Surf Air Europe, established in 2017 as the European branch, went into liquidation in December 2018. In February 2020, it announced the acquisition of Blackbird. CEO Shahani hopes that BlackBird's digital platform will allow Surf Air to expand its reach without buying more planes.

In February 2021, Surf Air announced the acquisition of Ampaire which has been developing a hybrid-electric power train for Cessna aircraft. In 2021, Surf Air plans to continue to expand its roster of destinations. For the last year prior to August 2021, Surf Air has expanded from seven to 23 destinations with several more on the way. In 2022, Surf Air continued to see month-to-month increases in flights and passenger count.
In April 2022, Surf Air Mobility abandoned its $100 million acquisition of Ampaire.

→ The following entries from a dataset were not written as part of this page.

//! The objective function contract.
//!
//! The minimizer drives the objective synchronously and single-threadedly; the
//! objective may parallelize internally but must be pure with respect to the
//! optimizer: evaluating the same point twice yields the same value and
//! gradient.

use nalgebra::DVector;

/// A differentiable objective `f: ℝⁿ → ℝ` evaluated together with its gradient.
///
/// The gradient is written into a caller-provided buffer so the minimizer can
/// reuse its pre-allocated workspace across iterations.
///
/// Closures of the shape `FnMut(&DVector<f64>) -> (f64, DVector<f64>)` get this
/// trait for free, which keeps tests and small experiments terse:
///
/// ```
/// use nalgebra::{DVector, dvector};
/// use summit_solver::ObjectiveFunction;
///
/// let mut objective = |x: &DVector<f64>| (0.5 * x.norm_squared(), x.clone());
/// let mut grad = DVector::zeros(2);
/// let value = objective.evaluate(&dvector![3.0, 4.0], &mut grad);
/// assert_eq!(value, 12.5);
/// assert_eq!(grad, dvector![3.0, 4.0]);
/// ```
pub trait ObjectiveFunction {
    /// Evaluate the objective at `x`, writing `∇f(x)` into `grad`.
    ///
    /// `grad` has the same length as `x`; its previous contents are overwritten.
    fn evaluate(&mut self, x: &DVector<f64>, grad: &mut DVector<f64>) -> f64;
}

impl<F> ObjectiveFunction for F
where
    F: FnMut(&DVector<f64>) -> (f64, DVector<f64>),
{
    fn evaluate(&mut self, x: &DVector<f64>, grad: &mut DVector<f64>) -> f64 {
        let (value, gradient) = self(x);
        grad.copy_from(&gradient);
        value
    }
}

#[cfg(test)]
mod tests {
    use super::*;
    use nalgebra::dvector;

    #[test]
    fn test_closure_adapter() {
        let mut quadratic = |x: &DVector<f64>| (x.norm_squared(), 2.0 * x);
        let mut grad = DVector::zeros(3);
        let value = quadratic.evaluate(&dvector![1.0, 2.0, 3.0], &mut grad);
        assert_eq!(value, 14.0);
        assert_eq!(grad, dvector![2.0, 4.0, 6.0]);
    }

    #[test]
    fn test_stateful_objective() {
        struct Counting {
            calls: usize,
        }

        impl ObjectiveFunction for Counting {
            fn evaluate(&mut self, x: &DVector<f64>, grad: &mut DVector<f64>) -> f64 {
                self.calls += 1;
                grad.copy_from(x);
                0.5 * x.norm_squared()
            }
        }

        let mut objective = Counting { calls: 0 };
        let mut grad = DVector::zeros(2);
        objective.evaluate(&dvector![1.0, 1.0], &mut grad);
        objective.evaluate(&dvector![2.0, 2.0], &mut grad);
        assert_eq!(objective.calls, 2);
        assert_eq!(grad, dvector![2.0, 2.0]);
    }
}
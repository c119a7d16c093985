//! Centralized logging configuration for summit-solver binaries and tests
//!
//! This module provides a consistent logging setup with custom formatting
//! and default INFO level across all executables.

use tracing::Level;

/// Initialize the tracing subscriber with summit-solver's standard configuration
///
/// Default log level: INFO (overrideable via RUST_LOG environment variable)
///
/// Format: `[LEVEL YYYY-MM-DD HH:MM:SS module]` for INFO/WARN/ERROR
///         `[LEVEL YYYY-MM-DD HH:MM:SS file:line]` for DEBUG/TRACE
///
/// # Example
/// ```no_run
/// use summit_solver::init_logger;
///
/// init_logger();
/// tracing::info!("Minimization started");
/// ```
///
/// # Environment Variables
/// Override the default log level using `RUST_LOG`:
/// ```bash
/// RUST_LOG=debug cargo test
/// RUST_LOG=summit_solver=trace cargo bench
/// ```
pub fn init_logger() {
    init_logger_with_level(Level::INFO)
}

/// Initialize the tracing subscriber with a custom default level
///
/// The per-iteration statistics table of the minimizer is emitted at DEBUG, so
/// pass [`Level::DEBUG`] (or set `RUST_LOG=debug`) to see it.
///
/// # Arguments
/// * `default_level` - The default log level (overrideable via RUST_LOG)
pub fn init_logger_with_level(default_level: Level) {
    tracing_subscriber::fmt()
        .with_env_filter(
            tracing_subscriber::EnvFilter::builder()
                .with_default_directive(default_level.into())
                .from_env_lossy(),
        )
        .with_target(false)
        .with_level(false)
        .with_file(false)
        .with_line_number(false)
        .with_thread_ids(false)
        .with_thread_names(false)
        .event_format(CustomFormatter)
        .init();
}

/// Custom event formatter for cleaner output with brackets
struct CustomFormatter;

impl<S, N> tracing_subscriber::fmt::FormatEvent<S, N> for CustomFormatter
where
    S: tracing::Subscriber + for<'a> tracing_subscriber::registry::LookupSpan<'a>,
    N: for<'a> tracing_subscriber::fmt::FormatFields<'a> + 'static,
{
    fn format_event(
        &self,
        ctx: &tracing_subscriber::fmt::FmtContext<'_, S, N>,
        mut writer: tracing_subscriber::fmt::format::Writer<'_>,
        event: &tracing::Event<'_>,
    ) -> std::fmt::Result {
        use chrono::Local;

        let metadata = event.metadata();
        let level = metadata.level();

        write!(writer, "[")?;

        // Colored level
        match *level {
            Level::ERROR => write!(writer, "\x1b[31mERROR\x1b[0m ")?,
            Level::WARN => write!(writer, "\x1b[33mWARN\x1b[0m ")?,
            Level::INFO => write!(writer, "\x1b[32mINFO\x1b[0m ")?,
            Level::DEBUG => write!(writer, "\x1b[34mDEBUG\x1b[0m ")?,
            Level::TRACE => write!(writer, "\x1b[35mTRACE\x1b[0m ")?,
        }

        write!(writer, "{} ", Local::now().format("%Y-%m-%d %H:%M:%S"))?;

        // For DEBUG/TRACE, show file:line; for INFO/WARN/ERROR, show module
        if *level == Level::DEBUG || *level == Level::TRACE {
            if let Some(file) = metadata.file() {
                let filename = file.rsplit('/').next().unwrap_or(file);
                write!(writer, "{}:", filename)?;
                if let Some(line) = metadata.line() {
                    write!(writer, "{}", line)?;
                }
            } else {
                write!(writer, "{}", metadata.target())?;
            }
        } else {
            write!(writer, "{}", metadata.target())?;
        }

        write!(writer, "] ")?;

        ctx.field_format().format_fields(writer.by_ref(), event)?;
        writeln!(writer)
    }
}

In July 2023, Surf Air Mobility, the parent company of Surf Air, went public on the stock market through a direct listing on the New York Stock Exchange (under the ticker symbol "SRFM").

== Destinations ==

Surf Air offers On Demand charter flights that can take customers anywhere around the world on their aircraft of choice, but with a focus on regional flight operations.

== Fleet ==
The Surf Air fleet is located under the Southern Airways Express operating certificate. All flights are operated by Southern.

== Certification ==
Surf Air acts as a sales agent. Surf Air does not own or operate any aircraft. All flights arranged by Surf Air for its members are performed by independent, third party FAA-licensed and DOT-registered air carriers.